> _Information given_

:::

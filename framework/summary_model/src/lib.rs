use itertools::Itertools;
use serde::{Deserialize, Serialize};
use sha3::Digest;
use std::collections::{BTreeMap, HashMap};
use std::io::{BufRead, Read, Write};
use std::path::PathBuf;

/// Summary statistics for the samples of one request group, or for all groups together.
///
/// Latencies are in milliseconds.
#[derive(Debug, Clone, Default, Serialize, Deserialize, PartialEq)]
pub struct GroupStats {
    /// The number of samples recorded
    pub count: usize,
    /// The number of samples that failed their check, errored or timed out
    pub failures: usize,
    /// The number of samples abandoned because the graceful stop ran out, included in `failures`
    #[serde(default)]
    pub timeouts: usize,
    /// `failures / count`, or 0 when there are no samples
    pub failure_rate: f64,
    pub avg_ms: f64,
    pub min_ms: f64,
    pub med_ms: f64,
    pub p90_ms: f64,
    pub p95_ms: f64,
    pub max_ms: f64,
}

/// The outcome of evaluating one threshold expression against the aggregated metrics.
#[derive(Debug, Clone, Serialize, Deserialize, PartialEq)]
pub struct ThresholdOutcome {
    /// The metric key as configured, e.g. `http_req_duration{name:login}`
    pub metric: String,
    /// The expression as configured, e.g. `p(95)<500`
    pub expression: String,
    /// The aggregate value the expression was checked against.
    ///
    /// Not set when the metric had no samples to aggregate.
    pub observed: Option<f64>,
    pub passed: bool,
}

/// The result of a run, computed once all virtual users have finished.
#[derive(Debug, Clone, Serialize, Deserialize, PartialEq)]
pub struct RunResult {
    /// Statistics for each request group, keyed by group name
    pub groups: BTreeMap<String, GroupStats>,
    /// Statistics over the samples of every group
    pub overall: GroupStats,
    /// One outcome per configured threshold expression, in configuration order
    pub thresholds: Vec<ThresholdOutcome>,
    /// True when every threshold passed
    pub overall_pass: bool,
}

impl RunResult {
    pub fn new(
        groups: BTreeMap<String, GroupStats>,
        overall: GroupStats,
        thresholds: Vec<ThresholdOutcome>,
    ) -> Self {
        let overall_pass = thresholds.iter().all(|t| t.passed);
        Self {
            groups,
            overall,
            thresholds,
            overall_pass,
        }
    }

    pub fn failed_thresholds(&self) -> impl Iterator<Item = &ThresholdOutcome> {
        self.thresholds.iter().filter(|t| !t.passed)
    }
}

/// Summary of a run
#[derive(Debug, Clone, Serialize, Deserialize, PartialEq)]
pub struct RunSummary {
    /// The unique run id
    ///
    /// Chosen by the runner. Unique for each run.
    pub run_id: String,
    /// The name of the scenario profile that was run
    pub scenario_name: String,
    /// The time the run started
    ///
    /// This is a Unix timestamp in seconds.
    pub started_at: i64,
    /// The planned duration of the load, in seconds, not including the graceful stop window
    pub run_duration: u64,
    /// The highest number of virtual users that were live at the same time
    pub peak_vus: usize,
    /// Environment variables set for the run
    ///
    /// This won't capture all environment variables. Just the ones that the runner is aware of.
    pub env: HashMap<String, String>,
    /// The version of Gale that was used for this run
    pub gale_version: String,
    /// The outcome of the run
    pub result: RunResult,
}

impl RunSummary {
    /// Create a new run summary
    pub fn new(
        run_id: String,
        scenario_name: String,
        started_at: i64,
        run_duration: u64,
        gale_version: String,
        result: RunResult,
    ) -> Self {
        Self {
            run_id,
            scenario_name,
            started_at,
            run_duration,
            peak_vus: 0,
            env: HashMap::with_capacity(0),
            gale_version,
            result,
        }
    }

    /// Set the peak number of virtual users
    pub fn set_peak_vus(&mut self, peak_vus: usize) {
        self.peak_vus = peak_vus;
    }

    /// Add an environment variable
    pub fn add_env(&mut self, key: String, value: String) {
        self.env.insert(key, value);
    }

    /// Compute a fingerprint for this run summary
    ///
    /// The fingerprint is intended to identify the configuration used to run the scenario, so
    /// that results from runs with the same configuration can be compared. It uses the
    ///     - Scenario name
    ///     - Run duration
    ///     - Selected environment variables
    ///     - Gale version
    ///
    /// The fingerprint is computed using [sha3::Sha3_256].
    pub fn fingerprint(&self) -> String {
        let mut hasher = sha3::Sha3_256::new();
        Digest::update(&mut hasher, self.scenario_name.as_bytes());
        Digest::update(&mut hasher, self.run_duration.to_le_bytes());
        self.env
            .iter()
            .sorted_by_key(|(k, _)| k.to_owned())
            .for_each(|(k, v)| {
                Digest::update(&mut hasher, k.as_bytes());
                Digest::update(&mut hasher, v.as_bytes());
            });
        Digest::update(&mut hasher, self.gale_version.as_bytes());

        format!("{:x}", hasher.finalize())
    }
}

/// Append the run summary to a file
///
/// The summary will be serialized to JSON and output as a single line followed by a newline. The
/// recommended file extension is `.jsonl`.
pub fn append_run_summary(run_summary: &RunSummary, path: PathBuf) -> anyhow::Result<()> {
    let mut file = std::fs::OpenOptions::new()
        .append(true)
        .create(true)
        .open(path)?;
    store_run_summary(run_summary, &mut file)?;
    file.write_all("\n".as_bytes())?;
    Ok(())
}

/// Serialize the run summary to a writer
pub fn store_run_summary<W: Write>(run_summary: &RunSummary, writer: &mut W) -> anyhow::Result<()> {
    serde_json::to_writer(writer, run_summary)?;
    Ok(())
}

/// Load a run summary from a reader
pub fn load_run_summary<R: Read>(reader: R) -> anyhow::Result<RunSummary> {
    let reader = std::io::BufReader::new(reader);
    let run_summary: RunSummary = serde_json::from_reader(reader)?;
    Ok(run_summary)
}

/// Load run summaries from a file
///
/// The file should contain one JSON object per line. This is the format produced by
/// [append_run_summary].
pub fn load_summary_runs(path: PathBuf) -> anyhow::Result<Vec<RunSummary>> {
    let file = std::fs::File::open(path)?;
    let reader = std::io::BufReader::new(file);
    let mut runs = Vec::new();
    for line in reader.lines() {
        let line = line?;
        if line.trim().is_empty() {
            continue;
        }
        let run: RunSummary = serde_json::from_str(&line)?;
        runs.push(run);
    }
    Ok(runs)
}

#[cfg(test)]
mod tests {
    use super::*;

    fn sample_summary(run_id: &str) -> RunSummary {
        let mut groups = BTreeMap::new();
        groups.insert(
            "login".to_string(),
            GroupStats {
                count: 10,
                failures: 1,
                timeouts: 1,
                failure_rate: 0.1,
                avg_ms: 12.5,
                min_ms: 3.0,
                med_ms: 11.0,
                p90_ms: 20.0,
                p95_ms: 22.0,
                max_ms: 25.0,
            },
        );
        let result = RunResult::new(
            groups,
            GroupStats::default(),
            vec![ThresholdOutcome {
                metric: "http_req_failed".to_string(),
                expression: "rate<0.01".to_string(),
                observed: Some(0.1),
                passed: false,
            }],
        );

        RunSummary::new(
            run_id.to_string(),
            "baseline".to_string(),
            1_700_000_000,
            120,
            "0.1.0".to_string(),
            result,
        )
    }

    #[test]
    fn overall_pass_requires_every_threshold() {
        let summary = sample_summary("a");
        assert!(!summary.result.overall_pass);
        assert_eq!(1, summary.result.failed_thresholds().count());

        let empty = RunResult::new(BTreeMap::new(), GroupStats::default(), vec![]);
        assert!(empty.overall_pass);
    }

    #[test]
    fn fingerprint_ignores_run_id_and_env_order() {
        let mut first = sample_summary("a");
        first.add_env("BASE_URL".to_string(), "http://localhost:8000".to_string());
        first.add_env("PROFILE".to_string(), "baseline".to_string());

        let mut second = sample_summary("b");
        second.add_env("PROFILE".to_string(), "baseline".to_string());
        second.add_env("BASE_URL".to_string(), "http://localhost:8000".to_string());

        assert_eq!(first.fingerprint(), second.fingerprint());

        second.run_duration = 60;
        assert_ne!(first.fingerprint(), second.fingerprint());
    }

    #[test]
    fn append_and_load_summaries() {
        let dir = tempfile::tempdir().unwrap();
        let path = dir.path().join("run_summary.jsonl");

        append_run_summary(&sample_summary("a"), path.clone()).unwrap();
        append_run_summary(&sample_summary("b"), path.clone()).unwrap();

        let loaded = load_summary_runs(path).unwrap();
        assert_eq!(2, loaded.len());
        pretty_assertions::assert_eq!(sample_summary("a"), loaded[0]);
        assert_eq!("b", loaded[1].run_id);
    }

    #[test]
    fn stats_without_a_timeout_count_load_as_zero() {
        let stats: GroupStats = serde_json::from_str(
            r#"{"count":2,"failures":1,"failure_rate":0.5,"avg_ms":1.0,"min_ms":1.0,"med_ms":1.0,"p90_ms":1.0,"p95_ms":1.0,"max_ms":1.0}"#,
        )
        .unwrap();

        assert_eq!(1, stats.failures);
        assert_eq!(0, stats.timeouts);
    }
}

:::

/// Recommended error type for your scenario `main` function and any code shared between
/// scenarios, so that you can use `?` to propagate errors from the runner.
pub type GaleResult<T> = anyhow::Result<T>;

:::

> _Task item_
Go through the material and copy out every line with "Digest" in it.

> _Output of the exercise_
use sha3::Digest;
        Digest::update(&mut hasher, self.scenario_name.as_bytes());
        Digest::update(&mut hasher, self.run_duration.to_le_bytes());
                Digest::update(&mut hasher, k.as_bytes());
                Digest::update(&mut hasher, v.as_bytes());
        Digest::update(&mut hasher, self.gale_version.as_bytes());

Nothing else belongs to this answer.